[Dataset records Boundary: Start]

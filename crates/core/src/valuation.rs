//! Mark-to-market valuation snapshots.

use chrono::{DateTime, Duration, Utc};
use rust_decimal::Decimal;
use serde::{Deserialize, Serialize};

use crate::position::{Position, PositionId};
use crate::pricing;
use crate::quote::LegQuote;

/// Valuation of one open position from quotes fetched in a single poll tick.
///
/// Both leg quotes always come from the same tick; snapshots are never
/// patched leg by leg.
#[derive(Debug, Clone, PartialEq, Eq, Serialize, Deserialize)]
pub struct ValuationSnapshot {
    pub position_id: PositionId,
    pub fetched_at: DateTime<Utc>,
    pub call: LegQuote,
    pub put: LegQuote,
    pub spot: Decimal,
    pub call_value_usd: Decimal,
    pub put_value_usd: Decimal,
    pub value_usd: Decimal,
    pub pnl_usd: Decimal,
}

impl ValuationSnapshot {
    /// Values `position` with fresh leg quotes and spot, using the position's
    /// own pricing mode.
    #[must_use]
    pub fn compute(
        position: &Position,
        call: LegQuote,
        put: LegQuote,
        spot: Decimal,
        fetched_at: DateTime<Utc>,
    ) -> Self {
        let mode = position.pricing_mode;
        let call_value_usd = pricing::leg_value_usd(&call, mode, spot, position.quantity);
        let put_value_usd = pricing::leg_value_usd(&put, mode, spot, position.quantity);
        let value_usd = call_value_usd + put_value_usd;

        Self {
            position_id: position.id,
            fetched_at,
            call,
            put,
            spot,
            call_value_usd,
            put_value_usd,
            value_usd,
            pnl_usd: value_usd - position.total_cost_usd,
        }
    }

    /// Time since the quotes were fetched, floored at zero.
    #[must_use]
    pub fn age(&self, now: DateTime<Utc>) -> Duration {
        (now - self.fetched_at).max(Duration::zero())
    }

    #[must_use]
    pub fn is_fresh(&self, now: DateTime<Utc>, max_staleness: Duration) -> bool {
        self.age(now) <= max_staleness
    }

    /// Unrealized P&L as a percentage of `cost`.
    #[must_use]
    pub fn pnl_pct(&self, cost: Decimal) -> Decimal {
        if cost.is_zero() {
            return Decimal::ZERO;
        }
        (self.pnl_usd / cost) * Decimal::ONE_HUNDRED
    }
}
//! Error types for the paper desk.
//!
//! Structural errors (`InvalidEntry`, `InvalidClose`, `AlreadyClosed`,
//! `PositionNotFound`, `DuplicatePosition`) are returned synchronously to the caller and never
//! leave the ledger partially mutated. `QuoteUnavailable` is contained per
//! position and per poll tick.

use rust_decimal::Decimal;
use thiserror::Error;

use crate::position::PositionId;

/// Errors that can occur while operating the paper desk.
#[derive(Debug, Clone, PartialEq, Eq, Error)]
pub enum DeskError {
    /// Entry rejected: missing leg, non-positive spot or quantity.
    #[error("invalid entry: {0}")]
    InvalidEntry(String),

    /// Close attempted on a position that is already closed.
    #[error("position already closed: {id}")]
    AlreadyClosed {
        /// The closed position.
        id: PositionId,
    },

    /// Close rejected: non-positive manual spot or mismatched valuation.
    #[error("invalid close: {0}")]
    InvalidClose(String),

    /// No position with this id exists in the ledger.
    #[error("position not found: {id}")]
    PositionNotFound {
        /// The unknown id.
        id: PositionId,
    },

    /// An open straddle already exists for this currency/strike/expiry.
    #[error("open position already exists for {currency} {strike} {expiry}")]
    DuplicatePosition {
        /// Underlying currency.
        currency: String,
        /// Strike price.
        strike: Decimal,
        /// Expiry label.
        expiry: String,
    },

    /// A quote for one of the instruments could not be fetched.
    #[error("quote unavailable for {instrument}: {reason}")]
    QuoteUnavailable {
        /// Instrument that failed.
        instrument: String,
        /// Underlying failure.
        reason: String,
    },

    /// Ledger could not be loaded or saved.
    #[error("persistence error: {0}")]
    Persistence(String),

    /// Configuration error.
    #[error("configuration error: {0}")]
    Configuration(String),
}

impl DeskError {
    /// Creates an invalid entry error.
    pub fn invalid_entry(reason: impl Into<String>) -> Self {
        Self::InvalidEntry(reason.into())
    }

    /// Creates an invalid close error.
    pub fn invalid_close(reason: impl Into<String>) -> Self {
        Self::InvalidClose(reason.into())
    }

    /// Creates an already closed error.
    #[must_use]
    pub fn already_closed(id: PositionId) -> Self {
        Self::AlreadyClosed { id }
    }

    /// Creates a position not found error.
    #[must_use]
    pub fn position_not_found(id: PositionId) -> Self {
        Self::PositionNotFound { id }
    }

    /// Creates a duplicate position error.
    pub fn duplicate_position(
        currency: impl Into<String>,
        strike: Decimal,
        expiry: impl Into<String>,
    ) -> Self {
        Self::DuplicatePosition {
            currency: currency.into(),
            strike,
            expiry: expiry.into(),
        }
    }

    /// Creates a quote unavailable error.
    pub fn quote_unavailable(instrument: impl Into<String>, reason: impl Into<String>) -> Self {
        Self::QuoteUnavailable {
            instrument: instrument.into(),
            reason: reason.into(),
        }
    }

    /// Returns true for errors the hosting UI must surface to the user.
    #[must_use]
    pub fn is_structural(&self) -> bool {
        matches!(
            self,
            Self::InvalidEntry(_)
                | Self::InvalidClose(_)
                | Self::AlreadyClosed { .. }
                | Self::PositionNotFound { .. }
                | Self::DuplicatePosition { .. }
        )
    }
}

/// Result type alias for desk operations.
pub type Result<T> = std::result::Result<T, DeskError>;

[Dataset records Boundary: End]

=== What is needed ===
Check each line of the records for "quantity" and copy the ones that contain it.

=== Problem solution ===
        let call_value_usd = pricing::leg_value_usd(&call, mode, spot, position.quantity);
        let put_value_usd = pricing::leg_value_usd(&put, mode, spot, position.quantity);
    /// Entry rejected: missing leg, non-positive spot or quantity.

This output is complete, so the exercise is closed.